Scan the entries below and extract each line with the word "before" in it.

- - - - - - -

// Copyright 2025 the Understory Authors
// SPDX-License-Identifier: Apache-2.0 OR MIT

//! The canvas: node/edge bookkeeping, viewport state, input, and rendering.

use alloc::vec::Vec;
use hashbrown::HashMap;
#[cfg(not(feature = "std"))]
use kurbo::common::FloatFuncs as _;
use kurbo::{Affine, Point, Vec2};
use understory_graph::{LabeledNode, NodeId, NodeSource, Position};

use crate::config::{ConfigError, ViewConfig};
use crate::display_list::{DisplayList, DrawCommand};
use crate::geometry::{PixelRect, edge_segment};
use crate::input::{InputEvent, PanGesture};
use crate::surface::Surface;
use crate::types::{Offset, ViewportSize};

/// A pannable, zoomable view over a set of nodes and directed edges.
///
/// The canvas stores [`NodeId`] handles only; node data is borrowed from a
/// [`NodeSource`] when a frame is rendered. Nodes are drawn in insertion
/// order, so later nodes paint over earlier ones.
///
/// Every mutation raises a redraw request (see [`Canvas::take_redraw_request`])
/// unless [`Canvas::set_auto_invalidate`] has switched per-call requests off.
/// [`Canvas::go_to`] and input always request a redraw.
///
/// ## Example
///
/// ```rust
/// use kurbo::Point;
/// use understory_graph::Position;
/// use understory_graph_view::{Canvas, InputEvent, Offset, PointerButtons};
///
/// let mut canvas = Canvas::new(400, 300);
/// canvas.go_to(Position::new(50, 20));
/// assert_eq!(canvas.content_offset(), Offset::new(150, 130));
///
/// // Drag 10 px to the right.
/// canvas.handle_event(&InputEvent::PointerDown {
///     position: Point::new(0.0, 0.0),
///     button: PointerButtons::PRIMARY,
/// });
/// canvas.handle_event(&InputEvent::PointerMove {
///     position: Point::new(10.0, 0.0),
///     buttons: PointerButtons::PRIMARY,
/// });
/// assert_eq!(canvas.content_offset(), Offset::new(160, 130));
///
/// // One wheel notch towards the screen zooms in.
/// canvas.handle_event(&InputEvent::Wheel { delta: 120.0 });
/// assert!((canvas.zoom() - 1.1).abs() < 1e-9);
/// assert!(canvas.take_redraw_request());
/// ```
#[derive(Clone, Debug)]
pub struct Canvas {
    /// Draw everything, skipping visibility culling.
    pub render_off_screen: bool,
    config: ViewConfig,
    auto_invalidate: bool,
    redraw_requested: bool,
    nodes: Vec<NodeId>,
    /// occurrences of each handle in `nodes`
    listed: HashMap<NodeId, u32>,
    edges: Vec<(NodeId, NodeId)>,
    content_offset: Offset,
    zoom: f64,
    viewport: ViewportSize,
    pan: PanGesture,
    buffer: Option<DisplayList>,
}

impl Canvas {
    /// Create an empty canvas of the given viewport size with the default
    /// [`ViewConfig`]. Sizes below 1×1 are clamped.
    pub fn new(width: i32, height: i32) -> Self {
        Self::from_valid_config(width, height, ViewConfig::default())
    }

    /// Create an empty canvas with a custom configuration.
    pub fn with_config(width: i32, height: i32, config: ViewConfig) -> Result<Self, ConfigError> {
        config.validate()?;
        Ok(Self::from_valid_config(width, height, config))
    }

    fn from_valid_config(width: i32, height: i32, config: ViewConfig) -> Self {
        Self {
            render_off_screen: false,
            zoom: config.initial_zoom,
            config,
            auto_invalidate: true,
            redraw_requested: false,
            nodes: Vec::new(),
            listed: HashMap::new(),
            edges: Vec::new(),
            content_offset: Offset::default(),
            viewport: ViewportSize::new(width, height),
            pan: PanGesture::default(),
            buffer: None,
        }
    }

    /// The configuration in use.
    pub fn config(&self) -> &ViewConfig {
        &self.config
    }

    // --- nodes and edges ---

    /// Append a node to the draw list.
    pub fn add_node(&mut self, node: NodeId) {
        self.push_node(node);
        self.changed();
    }

    /// Remove the first occurrence of `node` from the draw list.
    ///
    /// Edges touching the node are kept and are still drawn while their
    /// source node is in view.
    pub fn remove_node(&mut self, node: NodeId) {
        self.unlist_node(node);
        self.changed();
    }

    /// Append an edge. Endpoints not yet in the node list are appended to it,
    /// `from` first.
    pub fn add_edge(&mut self, from: NodeId, to: NodeId) {
        if !self.contains_node(from) {
            self.push_node(from);
        }
        if !self.contains_node(to) {
            self.push_node(to);
        }
        self.edges.push((from, to));
        self.changed();
    }

    /// Remove the first matching edge, and the first occurrence of each of
    /// its endpoints from the node list. This mirrors [`Canvas::add_edge`],
    /// which registers the endpoints.
    pub fn remove_edge(&mut self, from: NodeId, to: NodeId) {
        self.unlist_node(from);
        self.unlist_node(to);
        if let Some(pos) = self.edges.iter().position(|e| *e == (from, to)) {
            self.edges.remove(pos);
        }
        self.changed();
    }

    /// Remove all nodes and edges.
    pub fn clear(&mut self) {
        self.edges.clear();
        self.nodes.clear();
        self.listed.clear();
        self.changed();
    }

    /// Whether `node` is in the node list.
    pub fn contains_node(&self, node: NodeId) -> bool {
        self.listed.contains_key(&node)
    }

    /// Nodes in draw order.
    pub fn nodes(&self) -> &[NodeId] {
        &self.nodes
    }

    /// Edges in draw order.
    pub fn edges(&self) -> &[(NodeId, NodeId)] {
        &self.edges
    }

    // --- redraw requests ---

    /// Whether mutations raise redraw requests on their own.
    pub fn auto_invalidate(&self) -> bool {
        self.auto_invalidate
    }

    /// Switch per-call redraw requests on or off.
    ///
    /// Turn them off around bulk updates; turning them back on requests one
    /// redraw covering everything changed in between.
    pub fn set_auto_invalidate(&mut self, enabled: bool) {
        let resumed = enabled && !self.auto_invalidate;
        self.auto_invalidate = enabled;
        if resumed {
            self.invalidate();
        }
    }

    /// Request a redraw unconditionally.
    pub fn invalidate(&mut self) {
        self.redraw_requested = true;
    }

    /// Whether a redraw is pending.
    pub fn redraw_requested(&self) -> bool {
        self.redraw_requested
    }

    /// Return and clear the pending redraw request.
    ///
    /// Hosts call this from their paint cycle; all requests made since the
    /// previous call collapse into one.
    pub fn take_redraw_request(&mut self) -> bool {
        core::mem::take(&mut self.redraw_requested)
    }

    fn push_node(&mut self, node: NodeId) {
        self.nodes.push(node);
        *self.listed.entry(node).or_insert(0) += 1;
    }

    /// Drop the first occurrence of `node` from the node list.
    fn unlist_node(&mut self, node: NodeId) {
        let Some(count) = self.listed.get_mut(&node) else {
            return;
        };
        *count -= 1;
        if *count == 0 {
            self.listed.remove(&node);
        }
        if let Some(pos) = self.nodes.iter().position(|n| *n == node) {
            self.nodes.remove(pos);
        }
    }

    fn changed(&mut self) {
        if self.auto_invalidate {
            self.invalidate();
        }
    }

    // --- viewport ---

    /// Current pan translation.
    pub fn content_offset(&self) -> Offset {
        self.content_offset
    }

    /// Current zoom factor.
    pub fn zoom(&self) -> f64 {
        self.zoom
    }

    /// Current viewport size.
    pub fn viewport_size(&self) -> ViewportSize {
        self.viewport
    }

    /// Pan so that content position `pos` lands in the centre of the viewport.
    pub fn go_to(&mut self, pos: Position) {
        self.content_offset = Offset::new(
            (self.viewport.width() / 2).saturating_sub(pos.x),
            (self.viewport.height() / 2).saturating_sub(pos.y),
        );
        log::trace!("go_to {pos:?} -> offset {:?}", self.content_offset);
        self.invalidate();
    }

    /// Shift the pan translation by whole content pixels.
    pub fn pan_by(&mut self, dx: i32, dy: i32) {
        self.content_offset.x = self.content_offset.x.saturating_add(dx);
        self.content_offset.y = self.content_offset.y.saturating_add(dy);
        self.invalidate();
    }

    /// Set the zoom factor, clamped to the configured range.
    pub fn set_zoom(&mut self, zoom: f64) {
        let zoom = if zoom.is_nan() { self.zoom } else { zoom };
        self.zoom = zoom.clamp(self.config.zoom_min, self.config.zoom_max);
        self.invalidate();
    }

    /// Zoom in by one step, up to the configured maximum.
    pub fn zoom_in(&mut self) {
        self.step_zoom(self.config.zoom_step);
    }

    /// Zoom out by one step, down to the configured minimum.
    pub fn zoom_out(&mut self) {
        self.step_zoom(-self.config.zoom_step);
    }

    fn step_zoom(&mut self, delta: f64) {
        // Snap to 1e-9 so repeated steps land on exact multiples of the step.
        let target = ((self.zoom + delta) * 1e9).round() / 1e9;
        self.set_zoom(target);
        log::trace!("zoom -> {}", self.zoom);
    }

    /// Resize the viewport; sizes below 1×1 are clamped. The off-screen
    /// buffer, once allocated, follows the new size.
    pub fn set_viewport_size(&mut self, width: i32, height: i32) {
        let size = ViewportSize::new(width, height);
        if size == self.viewport {
            return;
        }
        log::debug!(
            "viewport resized to {}x{}",
            size.width(),
            size.height()
        );
        self.viewport = size;
        if let Some(buffer) = self.buffer.as_mut() {
            buffer.resize(size);
        }
        self.invalidate();
    }

    // --- input ---

    /// Whether a drag is being tracked.
    pub fn is_dragging(&self) -> bool {
        self.pan.is_tracking()
    }

    /// Apply an input event. Returns true if the view changed and a redraw
    /// was requested.
    ///
    /// Dragging with the primary button pans by the pointer delta scaled by
    /// `max(1 / zoom, 1)`, so content keeps up with the pointer when zoomed
    /// out. The wheel zooms by one step per event.
    pub fn handle_event(&mut self, event: &InputEvent) -> bool {
        match *event {
            InputEvent::PointerDown { position, .. } => {
                self.pan.on_down(position);
                false
            }
            InputEvent::PointerMove { position, buttons } => {
                let Some(delta) = self.pan.on_move(position, buttons) else {
                    return false;
                };
                self.drag_by(delta);
                true
            }
            InputEvent::PointerUp { .. } => {
                self.pan.on_up();
                false
            }
            InputEvent::Wheel { delta } => {
                if delta > 0.0 {
                    self.zoom_in();
                } else {
                    self.zoom_out();
                }
                true
            }
            InputEvent::Resize { width, height } => {
                let before = self.viewport;
                self.set_viewport_size(width, height);
                before != self.viewport
            }
        }
    }

    #[allow(
        clippy::cast_possible_truncation,
        reason = "Pan steps are truncated to whole content pixels."
    )]
    fn drag_by(&mut self, delta: Vec2) {
        let sensitivity = (1.0 / self.zoom).max(1.0);
        let dx = (delta.x * sensitivity) as i32;
        let dy = (delta.y * sensitivity) as i32;
        log::trace!("pan by ({dx}, {dy})");
        self.pan_by(dx, dy);
    }

    // --- rendering ---

    /// Record a frame into the off-screen buffer and return it.
    ///
    /// The buffer is allocated on first use and reused afterwards. Nodes whose
    /// handles `source` no longer resolves are skipped, as are edges with such
    /// an endpoint.
    pub fn render<S: NodeSource + ?Sized>(&mut self, source: &S) -> &DisplayList {
        let mut buffer = self
            .buffer
            .take()
            .unwrap_or_else(|| DisplayList::new(self.viewport, self.config.label_font.clone()));
        buffer.reset(
            self.config.background,
            Affine::scale(self.zoom),
            &self.config.label_font,
        );

        let visible = PixelRect::visible(self.viewport, self.zoom);
        for &id in &self.nodes {
            let Some(node) = lookup(source, id) else {
                continue;
            };
            let rect = PixelRect::of_node(node, self.content_offset);
            if self.render_off_screen || rect.intersects(visible) {
                self.record_node(&mut buffer, node, rect);
            }
        }

        for &(from, to) in &self.edges {
            let (Some(from_node), Some(to_node)) = (lookup(source, from), lookup(source, to))
            else {
                continue;
            };
            let from_rect = PixelRect::of_node(from_node, self.content_offset);
            if !self.render_off_screen && !from_rect.intersects(visible) {
                continue;
            }
            let to_rect = PixelRect::of_node(to_node, self.content_offset);
            buffer.push(DrawCommand::Arrow {
                line: edge_segment(from_rect, to_rect, self.config.arrow_size),
                head_size: f64::from(self.config.arrow_size),
                color: self.config.edge_color,
                width: self.config.stroke_width,
            });
        }

        self.buffer.insert(buffer)
    }

    fn record_node(&self, buffer: &mut DisplayList, node: &LabeledNode, rect: PixelRect) {
        let bounds = rect.to_rect();
        buffer.push(DrawCommand::FillEllipse {
            rect: bounds,
            color: self.config.node_fill,
        });
        buffer.push(DrawCommand::StrokeEllipse {
            rect: bounds,
            color: self.config.node_stroke,
            width: self.config.stroke_width,
        });
        let min = node.min_size();
        let origin = Point::new(
            f64::from(rect.x) + f64::from(min.width / 2 + self.config.label_inset),
            f64::from(rect.y) + f64::from(min.height / 2),
        );
        buffer.push(DrawCommand::Text {
            text: node.text.clone(),
            origin,
            color: self.config.text_color,
        });
    }

    /// Render a frame, replay it onto `surface`, and clear the redraw request.
    pub fn paint<S, T>(&mut self, source: &S, surface: &mut T)
    where
        S: NodeSource + ?Sized,
        T: Surface + ?Sized,
    {
        self.render(source).replay(surface);
        self.redraw_requested = false;
    }

    /// The most recently rendered frame, if any.
    pub fn display_list(&self) -> Option<&DisplayList> {
        self.buffer.as_ref()
    }
}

- - - - - - -

**Output of the task**:
                let before = self.viewport;
                before != self.viewport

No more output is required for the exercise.